Your assignment
Write out exactly the lines from the first line of the records below through the line that contains "offset of ±20 BPM", and stop there.

** Task data follows **

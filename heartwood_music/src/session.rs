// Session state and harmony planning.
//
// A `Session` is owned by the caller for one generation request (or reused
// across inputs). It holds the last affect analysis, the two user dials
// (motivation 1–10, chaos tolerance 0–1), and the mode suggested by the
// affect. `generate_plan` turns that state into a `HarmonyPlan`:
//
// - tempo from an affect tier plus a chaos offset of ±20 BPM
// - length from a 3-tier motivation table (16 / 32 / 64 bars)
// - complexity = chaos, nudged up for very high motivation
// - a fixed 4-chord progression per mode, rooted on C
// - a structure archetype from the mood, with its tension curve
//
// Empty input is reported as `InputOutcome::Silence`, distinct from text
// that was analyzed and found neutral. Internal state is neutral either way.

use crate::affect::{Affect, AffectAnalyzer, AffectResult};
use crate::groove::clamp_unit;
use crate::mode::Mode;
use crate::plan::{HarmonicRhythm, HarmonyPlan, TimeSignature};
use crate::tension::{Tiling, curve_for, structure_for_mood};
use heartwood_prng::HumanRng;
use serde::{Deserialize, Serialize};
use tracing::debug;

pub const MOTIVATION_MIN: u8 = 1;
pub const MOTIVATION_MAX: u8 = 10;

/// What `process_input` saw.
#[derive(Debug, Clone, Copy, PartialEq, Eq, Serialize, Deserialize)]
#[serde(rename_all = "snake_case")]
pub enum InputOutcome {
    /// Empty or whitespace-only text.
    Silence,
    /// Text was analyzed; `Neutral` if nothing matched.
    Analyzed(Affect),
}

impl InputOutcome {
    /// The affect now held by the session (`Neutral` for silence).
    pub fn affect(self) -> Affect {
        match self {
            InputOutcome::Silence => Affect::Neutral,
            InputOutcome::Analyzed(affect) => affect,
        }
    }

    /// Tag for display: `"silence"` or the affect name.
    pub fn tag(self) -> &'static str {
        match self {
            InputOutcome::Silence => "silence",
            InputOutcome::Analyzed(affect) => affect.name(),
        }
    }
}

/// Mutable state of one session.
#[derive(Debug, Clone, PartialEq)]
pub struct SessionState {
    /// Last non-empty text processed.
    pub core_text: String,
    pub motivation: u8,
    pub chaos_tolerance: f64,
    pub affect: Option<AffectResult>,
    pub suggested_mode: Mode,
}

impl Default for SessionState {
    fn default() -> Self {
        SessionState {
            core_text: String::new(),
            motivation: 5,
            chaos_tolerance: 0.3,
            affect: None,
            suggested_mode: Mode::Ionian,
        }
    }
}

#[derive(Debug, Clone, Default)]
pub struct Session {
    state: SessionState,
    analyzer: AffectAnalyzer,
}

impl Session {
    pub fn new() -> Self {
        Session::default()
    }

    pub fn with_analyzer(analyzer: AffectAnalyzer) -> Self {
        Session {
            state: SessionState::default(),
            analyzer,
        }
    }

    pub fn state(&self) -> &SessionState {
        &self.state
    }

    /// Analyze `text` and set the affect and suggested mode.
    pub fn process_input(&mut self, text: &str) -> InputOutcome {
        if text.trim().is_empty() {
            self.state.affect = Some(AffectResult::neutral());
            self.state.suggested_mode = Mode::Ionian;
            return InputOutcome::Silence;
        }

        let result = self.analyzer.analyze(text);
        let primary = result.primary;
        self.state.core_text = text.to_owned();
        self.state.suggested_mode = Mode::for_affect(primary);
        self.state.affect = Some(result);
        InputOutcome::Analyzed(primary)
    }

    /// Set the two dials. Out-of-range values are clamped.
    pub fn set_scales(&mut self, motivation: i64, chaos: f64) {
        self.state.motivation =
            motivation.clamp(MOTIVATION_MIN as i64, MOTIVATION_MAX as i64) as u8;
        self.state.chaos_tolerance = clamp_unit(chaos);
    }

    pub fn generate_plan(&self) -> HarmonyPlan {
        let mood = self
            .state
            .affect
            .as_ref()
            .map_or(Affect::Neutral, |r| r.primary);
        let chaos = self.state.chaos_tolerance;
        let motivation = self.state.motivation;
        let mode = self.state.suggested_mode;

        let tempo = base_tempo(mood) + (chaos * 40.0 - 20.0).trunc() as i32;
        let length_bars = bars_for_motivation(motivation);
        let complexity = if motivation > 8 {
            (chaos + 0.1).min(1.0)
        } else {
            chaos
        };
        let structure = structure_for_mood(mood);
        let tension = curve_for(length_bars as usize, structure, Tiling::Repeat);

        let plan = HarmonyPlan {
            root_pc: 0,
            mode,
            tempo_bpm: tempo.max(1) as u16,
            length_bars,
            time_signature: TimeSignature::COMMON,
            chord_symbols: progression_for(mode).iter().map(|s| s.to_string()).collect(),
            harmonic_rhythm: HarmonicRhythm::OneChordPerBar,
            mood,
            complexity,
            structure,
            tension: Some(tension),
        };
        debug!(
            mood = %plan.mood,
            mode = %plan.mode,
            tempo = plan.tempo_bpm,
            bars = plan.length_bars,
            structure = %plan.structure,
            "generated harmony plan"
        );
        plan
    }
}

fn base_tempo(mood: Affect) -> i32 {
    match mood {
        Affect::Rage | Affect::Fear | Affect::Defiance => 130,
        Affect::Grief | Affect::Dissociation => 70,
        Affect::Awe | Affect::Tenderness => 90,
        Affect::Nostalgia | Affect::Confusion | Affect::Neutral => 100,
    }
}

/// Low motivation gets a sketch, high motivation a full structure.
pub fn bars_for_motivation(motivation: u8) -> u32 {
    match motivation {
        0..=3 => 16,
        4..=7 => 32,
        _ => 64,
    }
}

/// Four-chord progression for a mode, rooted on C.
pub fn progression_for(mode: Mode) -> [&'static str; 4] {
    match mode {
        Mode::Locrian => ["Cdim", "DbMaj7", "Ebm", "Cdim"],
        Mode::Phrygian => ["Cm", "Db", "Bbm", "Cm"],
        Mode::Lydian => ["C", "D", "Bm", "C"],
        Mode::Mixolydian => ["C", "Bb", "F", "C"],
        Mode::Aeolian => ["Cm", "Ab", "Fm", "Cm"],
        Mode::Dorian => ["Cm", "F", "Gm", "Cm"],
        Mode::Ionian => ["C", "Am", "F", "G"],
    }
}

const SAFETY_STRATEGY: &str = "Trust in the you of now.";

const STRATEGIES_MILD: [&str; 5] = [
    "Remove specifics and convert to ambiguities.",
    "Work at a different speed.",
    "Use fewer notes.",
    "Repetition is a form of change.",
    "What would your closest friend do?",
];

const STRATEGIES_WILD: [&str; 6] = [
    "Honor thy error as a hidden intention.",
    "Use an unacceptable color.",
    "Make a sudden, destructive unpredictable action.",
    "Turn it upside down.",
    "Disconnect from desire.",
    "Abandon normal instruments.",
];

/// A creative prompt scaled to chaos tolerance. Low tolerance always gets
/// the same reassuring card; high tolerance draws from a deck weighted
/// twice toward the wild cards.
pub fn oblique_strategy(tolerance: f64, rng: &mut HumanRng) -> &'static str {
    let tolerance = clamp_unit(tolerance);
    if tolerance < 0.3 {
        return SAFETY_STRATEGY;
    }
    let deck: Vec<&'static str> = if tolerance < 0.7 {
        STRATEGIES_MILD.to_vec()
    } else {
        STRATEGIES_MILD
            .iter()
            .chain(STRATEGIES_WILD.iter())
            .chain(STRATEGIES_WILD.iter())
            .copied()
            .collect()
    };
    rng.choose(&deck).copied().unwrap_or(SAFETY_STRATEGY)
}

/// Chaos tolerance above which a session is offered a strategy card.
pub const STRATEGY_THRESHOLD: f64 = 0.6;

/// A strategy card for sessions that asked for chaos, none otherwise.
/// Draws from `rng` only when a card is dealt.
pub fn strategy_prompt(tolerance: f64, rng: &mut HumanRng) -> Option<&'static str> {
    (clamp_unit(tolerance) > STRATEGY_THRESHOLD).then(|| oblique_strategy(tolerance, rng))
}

** End of Task data **

Output for this exercise
filename heartwood_music/src/session.rs
// Session state and harmony planning.
//
// A `Session` is owned by the caller for one generation request (or reused
// across inputs). It holds the last affect analysis, the two user dials
// (motivation 1–10, chaos tolerance 0–1), and the mode suggested by the
// affect. `generate_plan` turns that state into a `HarmonyPlan`:
//
// - tempo from an affect tier plus a chaos offset of ±20 BPM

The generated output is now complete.